Over 100 years later, in March 1931, TS Eliot, aged 47, wrote to Stephen Spender: “I have the A minor Quartet on the gramophone, and I find it quite inexhaustible to study. There is a sort of heavenly, or at least more than human gaiety, about some of his later things which one imagines might come to oneself as the fruit of reconciliation and relief after immense suffering; I should like to get something of that into verse before I die.”

Eliot began the Four Quartets in 1935 and worked on it for years, finishing it in 1941. Whereas the composer wrote one quartet, with five movements, the poet wrote four pieces, each divided into five sections. Like Beethoven’s work, Eliot’s poem was triggered by personal suffering, although not of a physical nature. It was probably connected to his separation from his wife, Vivienne, in 1932; her mental illness; and the rekindling of a platonic relationship with his first love, the American university teacher Emily Hale.

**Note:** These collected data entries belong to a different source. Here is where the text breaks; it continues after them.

//! geo.mesh writer and cross-name deduplication

use super::{write_f32s, write_name};
use aion_cgf::{MeshKey, MeshRecord, mesh_key};
use anyhow::Result;
use hashbrown::{HashMap, HashSet};
use std::collections::BTreeMap;
use std::io::Write;

/// Most slots one mesh may have
pub const MAX_SLOTS: usize = 255;

/// Most vertices or faces one slot may have
pub const MAX_ELEMENTS: usize = 65_535;

/// Separator between names sharing one stored mesh
const KEY_SEPARATOR: &str = "|";

/// Bytes per written vertex index: 2 when any index exceeds 255
pub fn index_width(slot: &MeshRecord) -> u8 {
    if slot.max_index() > u32::from(u8::MAX) { 2 } else { 1 }
}

/// Why a mesh cannot be stored, if it cannot
pub fn limit_violation(slots: &[MeshRecord]) -> Option<String> {
    if slots.len() > MAX_SLOTS {
        return Some(format!("{} slots (max {MAX_SLOTS})", slots.len()));
    }
    slots.iter().enumerate().find_map(|(i, slot)| {
        if slot.vertices.len() > MAX_ELEMENTS {
            Some(format!("slot {i} has {} vertices (max {MAX_ELEMENTS})", slot.vertices.len()))
        } else if slot.faces.len() > MAX_ELEMENTS {
            Some(format!("slot {i} has {} faces (max {MAX_ELEMENTS})", slot.faces.len()))
        } else {
            None
        }
    })
}

/// Canonical meshes keyed by the names that share them
#[derive(Debug, Default)]
pub struct MeshLibrary {
    /// Key is the sorted names joined by `|`
    entries: BTreeMap<String, Vec<MeshRecord>>,
    names: HashSet<String>,
}

impl MeshLibrary {
    /// Group canonical meshes with identical content under one key
    pub fn from_meshes(meshes: impl IntoIterator<Item = (String, Vec<MeshRecord>)>) -> Self {
        let mut groups: HashMap<Vec<MeshKey>, (Vec<String>, Vec<MeshRecord>)> = HashMap::new();
        for (name, slots) in meshes {
            groups
                .entry(mesh_key(&slots))
                .or_insert_with(|| (Vec::new(), slots))
                .0
                .push(name);
        }

        let mut library = MeshLibrary::default();
        for (_, (mut names, slots)) in groups {
            names.sort_unstable();
            names.dedup();
            library.names.extend(names.iter().cloned());
            library.entries.insert(names.join(KEY_SEPARATOR), slots);
        }
        library
    }

    /// Whether `name` is stored (alone or as part of a shared key)
    pub fn contains(&self, name: &str) -> bool {
        self.names.contains(name)
    }

    /// Number of stored records
    pub fn len(&self) -> usize {
        self.entries.len()
    }

    pub fn is_empty(&self) -> bool {
        self.entries.is_empty()
    }

    /// Number of names across all records
    pub fn name_count(&self) -> usize {
        self.names.len()
    }

    pub fn iter(&self) -> impl Iterator<Item = (&str, &[MeshRecord])> {
        self.entries.iter().map(|(k, v)| (k.as_str(), v.as_slice()))
    }

    /// Write all records in ascending key order
    pub fn write<W: Write>(&self, w: &mut W) -> Result<()> {
        for (key, slots) in &self.entries {
            write_name(w, key)?;
            w.write_all(&[u8::try_from(slots.len())?])?;
            for slot in slots {
                write_slot(w, slot)?;
            }
        }
        Ok(())
    }
}

fn write_slot<W: Write>(w: &mut W, slot: &MeshRecord) -> Result<()> {
    w.write_all(&u16::try_from(slot.vertices.len())?.to_le_bytes())?;
    for v in &slot.vertices {
        write_f32s(w, &v.to_array())?;
    }

    w.write_all(&u16::try_from(slot.faces.len())?.to_le_bytes())?;
    let width = index_width(slot);
    w.write_all(&[width])?;
    for &index in slot.faces.iter().flatten() {
        if width == 1 {
            w.write_all(&[index as u8])?;
        } else {
            w.write_all(&(index as u16).to_le_bytes())?;
        }
    }

    w.write_all(&[slot.material_id, slot.intention.bits()])?;
    Ok(())
}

The first poem in the series, Burnt Norton, opens with an image of a couple walking in a rose garden and is full of regret for what might have been. At this point, Eliot’s concerns appear personal. However, in 1939, when he was working on the second poem, East Coker, war had broken out and by 1940 Eliot was working in London as an air-raid warden during the Blitz. The climactic verse of the final poem, Little Gidding, is set at night in a London street just after a raid. By the end of the four poems, Eliot had moved from the personal to addressing what he described in the poem as the “distress of nations”.

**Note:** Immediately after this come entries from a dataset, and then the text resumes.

impl<'a> Loader<'a> {
    fn chunk(&self, index: i32) -> Option<(usize, &'a ChunkHeader)> {
        let index = usize::try_from(index).ok()?;
        self.chunks.get(index).map(|c| (index, c))
    }

    fn read_node(&mut self, header: &ChunkHeader, slots: &[usize]) -> Result<GeometryNode, CgfError> {
        let mut cursor = cursor_at(self.data, header.offset)?;
        skip(&mut cursor, 12)?;
        let chunk_id = read_i32(&mut cursor)?;
        let name = read_fixed_str(&mut cursor, 64)?;
        let object = read_i32(&mut cursor)?;
        let parent_id = read_i32(&mut cursor)?;
        let _child_count = read_i32(&mut cursor)?;
        let material = read_i32(&mut cursor)?;
        let group_head = read_u8(&mut cursor)? != 0;
        let _group_member = read_u8(&mut cursor)?;
        skip(&mut cursor, 2)?;
        let transform = read_f32s::<16>(&mut cursor)?;
        let position = Vec3::from_array(read_f32s::<3>(&mut cursor)?);
        let [qx, qy, qz, qw] = read_f32s::<4>(&mut cursor)?;
        let scale = Vec3::from_array(read_f32s::<3>(&mut cursor)?);
        let position_controller = read_i32(&mut cursor)?;
        let rotation_controller = read_i32(&mut cursor)?;
        let scale_controller = read_i32(&mut cursor)?;

        let payload = match self.chunk(object) {
            Some((index, chunk)) if chunk.kind == CHUNK_MESH => {
                let offset = chunk.offset;
                let mesh = match self.meshes.get(&index) {
                    Some(mesh) => mesh.clone(),
                    None => {
                        let mesh = Arc::new(read_mesh(self.data, offset, slots, &self.materials)?);
                        self.meshes.insert(index, mesh.clone());
                        mesh
                    }
                };
                NodePayload::Mesh(mesh)
            }
            Some((_, chunk)) if chunk.kind == CHUNK_HELPER => {
                NodePayload::Helper(read_helper(self.data, chunk.offset)?)
            }
            _ => {
                return Err(format_err(format!(
                    "node '{name}' references chunk {object}, expected a mesh or helper"
                )));
            }
        };

        let material = match usize::try_from(material) {
            Ok(index) if self.materials.get(index).is_some_and(Option::is_some) => Some(index),
            Ok(index) => {
                tracing::debug!(node = %name, material = index, "node material is not a material chunk");
                None
            }
            Err(_) => None,
        };

        Ok(GeometryNode {
            chunk_id,
            name,
            parent_id,
            payload,
            material,
            group_head,
            transform,
            position,
            rotation: Quat::from_xyzw(qx, qy, qz, qw),
            scale,
            position_track: self.read_track(position_controller, false),
            rotation_track: self.read_track(rotation_controller, true),
            scale_track: self.read_track(scale_controller, false),
            children: Vec::new(),
        })
    }

    fn read_track(&self, controller: i32, rotation: bool) -> Option<Arc<Track>> {
        if controller == -1 {
            return None;
        }
        let track = match self.read_controller(controller, rotation) {
            Ok(keys) => Track::Keys(keys),
            Err(e) => Track::Invalid(format!("controller {controller}: {e}")),
        };
        Some(Arc::new(track))
    }

    fn read_controller(&self, controller: i32, rotation: bool) -> Result<Vec<TrackKey>, CgfError> {
        let Some((index, chunk)) = self.chunk(controller) else {
            return Err(format_err("index out of range"));
        };
        if chunk.kind != CHUNK_CONTROLLER {
            return Err(format_err(format!("chunk type 0x{:08X} is not a controller", chunk.kind)));
        }

        let mut cursor = cursor_at(self.data, chunk.offset)?;
        skip(&mut cursor, 16)?;
        let kind = read_i32(&mut cursor)?;
        let key_count = read_i32(&mut cursor)?;
        let _flags = read_i32(&mut cursor)?;
        let id = read_i32(&mut cursor)?;

        let accepted = if rotation {
            kind == CONTROLLER_TCBQ
        } else {
            kind == CONTROLLER_TCB3 || kind == CONTROLLER_BEZIER3
        };
        if !accepted {
            return Err(format_err(format!("unexpected controller type {kind}")));
        }
        if key_count < 1 {
            return Err(format_err(format!("unexpected key count {key_count}")));
        }
        if id != index as i32 {
            return Err(format_err(format!("controller id {id} does not match chunk {index}")));
        }

        let floats = if kind == CONTROLLER_TCBQ { 9 } else { 8 };
        let key_count = key_count as usize;
        ensure_remaining(&cursor, key_count, 4 + floats * 4)?;
        let mut keys = Vec::with_capacity(key_count);
        for _ in 0..key_count {
            let time = read_i32(&mut cursor)?;
            let mut params = [0f32; 9];
            for value in &mut params[..floats] {
                *value = read_f32(&mut cursor)?;
            }
            keys.push(TrackKey { time, params });
        }
        Ok(keys)
    }

    fn read_bones(&self, slots: &[usize]) -> Result<Vec<BoneEntity>, CgfError> {
        let mut names: Vec<String> = Vec::new();
        let mut initial: Vec<[f32; 12]> = Vec::new();
        let mut meshes: HashMap<i32, Arc<MeshData>> = HashMap::new();

        for chunk in self.chunks {
            match chunk.kind {
                CHUNK_BONE_NAME_LIST => names = read_bone_names(self.data, chunk.offset)?,
                CHUNK_BONE_INITIAL_POS => initial = read_bone_initial(self.data, chunk.offset)?,
                CHUNK_BONE_MESH => {
                    let mesh = read_mesh(self.data, chunk.offset, slots, &self.materials)?;
                    meshes.insert(chunk.id, Arc::new(mesh));
                }
                _ => {}
            }
        }

        let mut bones = Vec::new();
        for chunk in self.chunks.iter().filter(|c| c.kind == CHUNK_BONE_ANIM) {
            let mut cursor = cursor_at(self.data, chunk.offset)?;
            skip(&mut cursor, 16)?;
            let count = read_count(&mut cursor, "bone")?;
            ensure_remaining(&cursor, count, 4 * 4 + 32 + 4 * 2 + BONE_TRAILER as usize)?;

            for i in 0..count {
                let id = read_i32(&mut cursor)?;
                let parent_id = read_i32(&mut cursor)?;
                let _child_count = read_i32(&mut cursor)?;
                let _name_crc = read_i32(&mut cursor)?;
                let _name = read_fixed_str(&mut cursor, 32)?;
                let mesh_id = read_i32(&mut cursor)?;
                let _flags = read_i32(&mut cursor)?;
                skip(&mut cursor, BONE_TRAILER)?;

                let (Some(matrix), Some(mesh)) = (initial.get(i), meshes.get(&mesh_id)) else {
                    continue;
                };
                let name = names.get(i).cloned().unwrap_or_default();
                let lower = name.to_lowercase();
                if lower.contains("box") || lower.starts_with("fx") {
                    continue;
                }
                bones.push(BoneEntity {
                    id,
                    parent_id,
                    name,
                    matrix: *matrix,
                    mesh: mesh.clone(),
                });
            }
        }
        Ok(bones)
    }
}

If suffering is the trigger for both pieces, then faith offers the shared antidote of “reconciliation and relief” that Eliot wrote to Spender about. Both men were practising Christians, and their belief underpinned much of their later work. Beethoven was a Catholic, and Eliot famously converted to Anglicanism aged 38, nine years before writing Four Quartets.

In 1933 Eliot said he wanted to get “beyond poetry, as Beethoven in his later works, strove to get beyond music”. I am sure that it was Beethoven’s religious aims in the long and intense central movement of the quartet that Eliot had in mind when he wrote these words. Beethoven had been studying liturgical music – Palestrina in particular – while he was working on his Missa Solemnis, which he completed two years before starting work on the quartet. This study influenced the central movement of the quartet, which is based, unusually, on an ancient chorale melody and mode. Similarly, Eliot’s poem had a strong religious purpose and referenced Christianity in many forms – from direct quotations of the medieval mystic Juliana of Norwich, to the setting of the final poem in the village of Little Gidding, which was the site in the 17th century for a persecuted religious community.

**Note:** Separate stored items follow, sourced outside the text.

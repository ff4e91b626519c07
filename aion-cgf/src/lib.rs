//! aion-cgf: collision geometry from Aion client CGF/CGA files
//!
//! This crate decodes the chunked geometry format used by the client's static
//! and animated objects, extracts the triangle batches that matter for
//! server-side collision, and canonicalizes them so identical geometry shipped
//! under different names can be stored once.
//!
//! # Format Overview
//!
//! A geometry file is a header followed by chunks located through a table:
//!
//! ```text
//! "NCAion\0\0"    magic
//! u32 file type   (0xFFFF0000 geometry, 0xFFFF0001 animation)
//! u32 version
//! u32 table offset
//! ...
//! table: u32 count, count x (u32 type, u32 version, u32 offset, i32 id)
//! ```
//!
//! Nodes form a forest. Mesh nodes carry vertices and faces; dummy helper
//! nodes group children under a shared pivot. Materials are leaves or
//! composites of other materials and decide which faces are collideable and
//! which carry a semantic id (lava, abyss shields, ...).
//!
//! # Usage
//!
//! ```ignore
//! use aion_cgf::{Geometry, MaterialTable, canonicalize};
//!
//! let table = MaterialTable::builtin();
//! let geometry = Geometry::load(&bytes, &table)?;
//! let mut slots = geometry.traverse();
//! canonicalize(&mut slots);
//!
//! // opened state of a door
//! let opened = geometry.snapshot_at_tick(999_999)?.traverse();
//! ```

mod builder;
mod error;
mod geometry;
mod intention;
mod material;
mod mesh;
mod read;

pub use builder::{CgfBuilder, NodeSpec};
pub use error::CgfError;
pub use geometry::{
    BoneEntity, ChunkHeader, Face, Geometry, GeometryNode, HelperData, Material, MaterialKind, MeshData,
    NodePayload, Track, TrackKey,
};
pub use intention::{CollisionIntention, classify};
pub use material::MaterialTable;
pub use mesh::{MeshKey, MeshRecord, canonicalize, mesh_key};

// =============================================================================
// Constants
// =============================================================================

/// File magic
pub const CGF_MAGIC: &[u8; 8] = b"NCAion\0\0";

/// File type of static and animated geometry
pub const FILE_TYPE_GEOMETRY: u32 = 0xFFFF_0000;

/// File type of standalone animation data (not supported)
pub const FILE_TYPE_ANIMATION: u32 = 0xFFFF_0001;

pub const CHUNK_MESH: u32 = 0xCCCC_0000;
pub const CHUNK_HELPER: u32 = 0xCCCC_0001;
pub const CHUNK_BONE_ANIM: u32 = 0xCCCC_0003;
pub const CHUNK_BONE_NAME_LIST: u32 = 0xCCCC_0005;
pub const CHUNK_NODE: u32 = 0xCCCC_000B;
pub const CHUNK_MATERIAL: u32 = 0xCCCC_000C;
pub const CHUNK_CONTROLLER: u32 = 0xCCCC_000D;
pub const CHUNK_BONE_MESH: u32 = 0xCCCC_000F;
pub const CHUNK_BONE_INITIAL_POS: u32 = 0xCCCC_0012;

/// Helper kind marking a dummy pivot
pub const HELPER_DUMMY: i32 = 1;

/// Controller key layouts
pub const CONTROLLER_BEZIER3: i32 = 6;
pub const CONTROLLER_TCB3: i32 = 9;
pub const CONTROLLER_TCBQ: i32 = 10;

/// Deepest allowed nesting of composite materials
pub const MAX_MATERIAL_DEPTH: usize = 16;

/// Source units per world unit
pub const UNIT_SCALE: f32 = 100.0;

/// Tick sampled for the opened state of doors
pub const DEFAULT_SECOND_STATE_TICK: i32 = 999_999;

Interestingly, however, both men were also drawn to the philosophy of eastern religions, with which they supplemented their own Christianity. Eliot quotes from the Hindu text, the Bhagavad-Gita, in Four Quartets. Beethoven was influenced by the older Hindu scripture, the Rig-Veda. In his diary the composer jotted down a line from the Rig-Veda commentary about the idea of God being “free from all passion and desire”. Eliot expresses similar sentiments in his poem when he writes about:

The inner freedom from the practical desire
The release from action and suffering, release from the inner
And the outer compulsion, yet surrounded
By a grace of sense, a white light still and moving.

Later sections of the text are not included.